State how many lines of the entries include the string "UserRow", please, leaving out everything but the number.
__________
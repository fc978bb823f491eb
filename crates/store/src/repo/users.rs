use crate::Database;
use crate::error::{ErrorKind, Result, SqlxResultExt};
use crate::models::{User, UserId, UserRow, to_timestamp};
use crate::repo::to_u64;
use exn::OptionExt;
use sqlx::SqlitePool;
use time::UtcDateTime;
use tracing::instrument;

/// Repository for user accounts.
///
/// Emails are expected to be normalized by the caller; the column is also
/// declared `COLLATE NOCASE` so differently-cased duplicates cannot exist.
#[derive(Debug, Clone)]
pub struct Users {
    pool: SqlitePool,
}
impl From<&Database> for Users {
    fn from(db: &Database) -> Self {
        Self { pool: db.pool().clone() }
    }
}
impl Users {
    /// Return the user with this email, creating it first if necessary.
    pub async fn get_or_create(&self, email: impl AsRef<str>) -> Result<User> {
        self.get_or_create_at(email, UtcDateTime::now()).await
    }

    #[instrument(skip(self, email))]
    pub async fn get_or_create_at(&self, email: impl AsRef<str>, now: UtcDateTime) -> Result<User> {
        let email = email.as_ref();
        let mut tx = self.pool.begin().await.or_store()?;
        let inserted = sqlx::query(include_str!("../../queries/insert_user.sql"))
            .bind(email)
            .bind(to_timestamp(now))
            .execute(&mut *tx)
            .await
            .or_store()?
            .rows_affected();
        let row: Option<UserRow> = sqlx::query_as(include_str!("../../queries/get_user_by_email.sql"))
            .bind(email)
            .fetch_optional(&mut *tx)
            .await
            .or_store()?;
        tx.commit().await.or_store()?;
        let user = User::try_from(row.ok_or_raise(|| ErrorKind::Database)?)?;
        if inserted > 0 {
            tracing::info!(user_id = user.id, "Created new user");
        }
        Ok(user)
    }

    pub async fn get_by_id(&self, id: UserId) -> Result<Option<User>> {
        let row: Option<UserRow> = sqlx::query_as(include_str!("../../queries/get_user_by_id.sql"))
            .bind(id)
            .fetch_optional(&self.pool)
            .await
            .or_store()?;
        row.map(User::try_from).transpose()
    }

    pub async fn count(&self) -> Result<u64> {
        let count: i64 =
            sqlx::query_scalar(include_str!("../../queries/count_users.sql")).fetch_one(&self.pool).await.or_store()?;
        to_u64(count, "user count")
    }
}

#[cfg(test)]
mod tests {
    use super::*;

    #[tokio::test]
    async fn test_get_or_create_is_stable() {
        let db = Database::connect_in_memory().await.unwrap();
        let users = db.users();
        let first = users.get_or_create("a@b.com").await.unwrap();
        let second = users.get_or_create("a@b.com").await.unwrap();
        assert_eq!(first, second);
        assert_eq!(users.count().await.unwrap(), 1);
    }

    #[tokio::test]
    async fn test_email_uniqueness_ignores_case() {
        let db = Database::connect_in_memory().await.unwrap();
        let users = db.users();
        let lower = users.get_or_create("a@b.com").await.unwrap();
        let upper = users.get_or_create("A@B.COM").await.unwrap();
        assert_eq!(lower.id, upper.id);
        assert_eq!(upper.email, "a@b.com");
    }

    #[tokio::test]
    async fn test_get_by_id() {
        let db = Database::connect_in_memory().await.unwrap();
        let users = db.users();
        let created = users.get_or_create("a@b.com").await.unwrap();
        assert_eq!(users.get_by_id(created.id).await.unwrap(), Some(created));
        assert_eq!(users.get_by_id(9999).await.unwrap(), None);
    }

    #[tokio::test]
    async fn test_count() {
        let db = Database::connect_in_memory().await.unwrap();
        let users = db.users();
        assert_eq!(users.count().await.unwrap(), 0);
        users.get_or_create("a@b.com").await.unwrap();
        users.get_or_create("c@d.com").await.unwrap();
        assert_eq!(users.count().await.unwrap(), 2);
    }
}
__________
Response: 3